L'Orto Botanico di Padova "clonato" a New York

L'orto botanico di Padova, riconosciuto dall'Unesco patrimonio dell'umanità, è stato ricostruito con le piante e le pietre per una grande mostra. Dalle erbe medicinali ai trattati, sabato la vernice nel Bronx

NEW YORK. Per Gregory Long non c’è dubbio che ci sia un filo diretto fra Padova e il Bronx. «Culturalmente, gli antenati della nostra istituzione si trovano a Padova» dice il presidente del Giardino Botanico di New York, una delle più straordinarie istituzioni culturali della Grande Mela che si estende per cento verdissimi ettari nel cuore del Bronx.

Gregory Long in queste ore si sta preparando per una importante inaugurazione. Sabato verrà aperta al pubblico una grande esposizione dedicata all’uso medico delle piante e il punto focale della mostra sarà l’Orto Botanico dell’Università di Padova. È una vera e propria ricostruzione all’interno del Enid Haupt Conservatory, una bellissima struttura in stile vittoriano dove ogni anno vengono allestite le più visitate mostre stagionali dei giardini botanici newyorkesi.

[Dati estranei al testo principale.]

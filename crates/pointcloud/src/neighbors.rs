use nalgebra::Vector3;

/// Common interface for the two neighbor-search needs in this workspace:
/// radius search over prior poses (loop detector 1) and nearest-K search
/// over descriptor ring-keys (place-descriptor index).
pub trait NeighborIndex {
    fn radius_search(&self, query: Vector3<f64>, radius: f64) -> Vec<(usize, f64)>;
    fn nearest_k(&self, query: Vector3<f64>, k: usize) -> Vec<(usize, f64)>;
}

/// Brute-force stand-in for `pcl::KdTreeFLANN`.
///
/// The original rebuilds this tree lazily once per stitching run over the
/// (read-only, for the run's duration) prior poses; at the scale of a
/// single prior session (thousands, not millions, of keyframes) brute
/// force is well within budget and keeps this crate free of an external
/// spatial-index dependency.
#[derive(Debug, Clone, Default)]
pub struct KdTree3 {
    points: Vec<Vector3<f64>>,
}

impl KdTree3 {
    pub fn build(points: Vec<Vector3<f64>>) -> Self {
        Self { points }
    }

    pub fn is_empty(&self) -> bool {
        self.points.is_empty()
    }

    pub fn len(&self) -> usize {
        self.points.len()
    }
}

impl NeighborIndex for KdTree3 {
    /// All points within `radius` of `query`, ordered nearest-first (so
    /// "pick the first" in the caller matches "pick the nearest").
    fn radius_search(&self, query: Vector3<f64>, radius: f64) -> Vec<(usize, f64)> {
        let mut hits: Vec<(usize, f64)> = self
            .points
            .iter()
            .enumerate()
            .map(|(i, p)| (i, (p - query).norm()))
            .filter(|(_, d)| *d <= radius)
            .collect();
        hits.sort_by(|a, b| a.1.partial_cmp(&b.1).unwrap());
        hits
    }

    fn nearest_k(&self, query: Vector3<f64>, k: usize) -> Vec<(usize, f64)> {
        let mut all: Vec<(usize, f64)> = self
            .points
            .iter()
            .enumerate()
            .map(|(i, p)| (i, (p - query).norm()))
            .collect();
        all.sort_by(|a, b| a.1.partial_cmp(&b.1).unwrap());
        all.truncate(k);
        all
    }
}

#[cfg(test)]
mod tests {
    use super::*;

    #[test]
    fn radius_search_orders_nearest_first() {
        let tree = KdTree3::build(vec![
            Vector3::new(10.0, 0.0, 0.0),
            Vector3::new(1.0, 0.0, 0.0),
            Vector3::new(5.0, 0.0, 0.0),
        ]);
        let hits = tree.radius_search(Vector3::zeros(), 6.0);
        assert_eq!(hits.len(), 2);
        assert_eq!(hits[0].0, 1);
        assert_eq!(hits[1].0, 2);
    }

    #[test]
    fn nearest_k_truncates() {
        let tree = KdTree3::build(vec![
            Vector3::new(1.0, 0.0, 0.0),
            Vector3::new(2.0, 0.0, 0.0),
            Vector3::new(3.0, 0.0, 0.0),
        ]);
        let hits = tree.nearest_k(Vector3::zeros(), 2);
        assert_eq!(hits.len(), 2);
        assert_eq!(hits[0].0, 0);
    }
}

«Il nostro giardino si ispira al Royal Botanic Gardens di Londra che a sua volta fu disegnato seguendo i principi dell’Orto Botanico di Padova», spiega Long dando il via a una visita in anteprima della mostra intitolata “Wild Medicine”. Una mostra destinata ad avere grande successo di pubblico, tanto che dappertutto in giro per New York ci sono manifesti e pubblicità che annunciano l’ avvenimento. Basta guardare l’impatto dei manifesti per capire quanto peso venga dato, qui, all’allestimento.

La visita parte da una distanza di quindici chilometri. Tanto dura il percorso che si fa in metropolitana e autobus per arrivare all’ingresso del New York Botanical Garden, un polmone di verde che fu creato nel 1891 per volontà della famiglia Lorrilard, forte delle fortune costruite con le piantagioni di tabacco. L’appuntamento è alla Rotonda delle Orchidee, all’interno dell’edificio che ospita la biblioteca.

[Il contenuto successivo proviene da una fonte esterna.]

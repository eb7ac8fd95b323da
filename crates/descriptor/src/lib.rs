//! Scan-context-style rotation-invariant place descriptors.
//!
//! A descriptor is a polar histogram (ring × sector) of a keyframe's
//! point cloud, plus a "ring-key" (per-ring row mean) used to cheaply
//! screen candidates before the more expensive column-shift comparison.
//! Comparing two descriptors by minimum column-shift distance recovers
//! both a similarity score and the yaw offset between the two frames,
//! which is what makes this descriptor useful for loop closure across
//! sessions recorded with unrelated heading references.

mod index;
mod scancontext;

pub use index::{DetectConfig, ScanContextIndex};
pub use scancontext::{make_descriptor, Descriptor, ScanContextConfig};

A dare il benvenuto è Gregory Long stesso che da quasi un quarto di secolo è alla testa di questa prestigiosa istituzione culturale.

«Mai in passato era stata allestita una mostra sulle piante medicinali e sicuramente nulla di queste dimensioni» assicura il presidente, precisando che nel corso delle prossime sedici settimane, fino all’8 settembre, verranno esposte complessivamente cinquecento piante medicinali. «Ci sarà un’alternanza a mano a mano che cambia la stagione. Oggi per esempio è possibile vederne circa duecento».

La prima parte della mostra è di natura accademica. In una sala delle biblioteca sono esposti nella penombra e in bacheche climatizzate libri antichi che illustrano il passaggio delle erbe mediche dai monasteri di clausura alle più prestigiose università. Fra queste Pisa e Padova. I visitatori di “Wild Medicine” vedranno per esempio un catalogo originale di erbe mediche che fu compilato da Giorgio Della Torre nel 1660 oppure il testo “L’Orto Botanico di Padova”, scritto nel 1842 da Roberto De Visiani. Sono testi fanno che parte della collezione permanente del New York Botanical Garden ma raramente sono esposti al pubblico. Eccezionale per esempio il libro di botanica della scuola di Salerno che fu scritto da Matthaeus Platearius nel 1161 su carta pergamena.

Dopo la parte didattica la visita alla mostra si trasferisce all’aperto con una sorta di trenino che porta i visitatori al conservatorio botanico dove diversi curatori illustrano l’applicazione delle piante in medicina tenendo per ultima la visita alla ricostruzione dell’orto botanico di Padova.

«Abbiamo voluto ricostruire le colonne d’accesso al giardino di Padova con le medesime scritte che si trovano scolpite là sulla pietra», spiega Todd Forrest, uno dei curatori della mostra.

La settimana prossima Forrest sarà all’Istituto Italiano di Cultura per partecipare a una tavola rotonda su “Wild Medicine”, alla presenza di esperti che arriveranno per l’occasione da Padova. «Sono scritte che da secoli catturano in modo esemplare come qualsiasi visitatore debba comportarsi davanti alla magistrale bellezza e importanza di un orto botanico. Abbiamo scolpito le scritte da una parte in latino - come nella forma originale - e dall’altra in inglese. Perché desideriamo che tutti i visitatori capiscano questi principi che ci vengono direttamente dalla tradizione di Padova».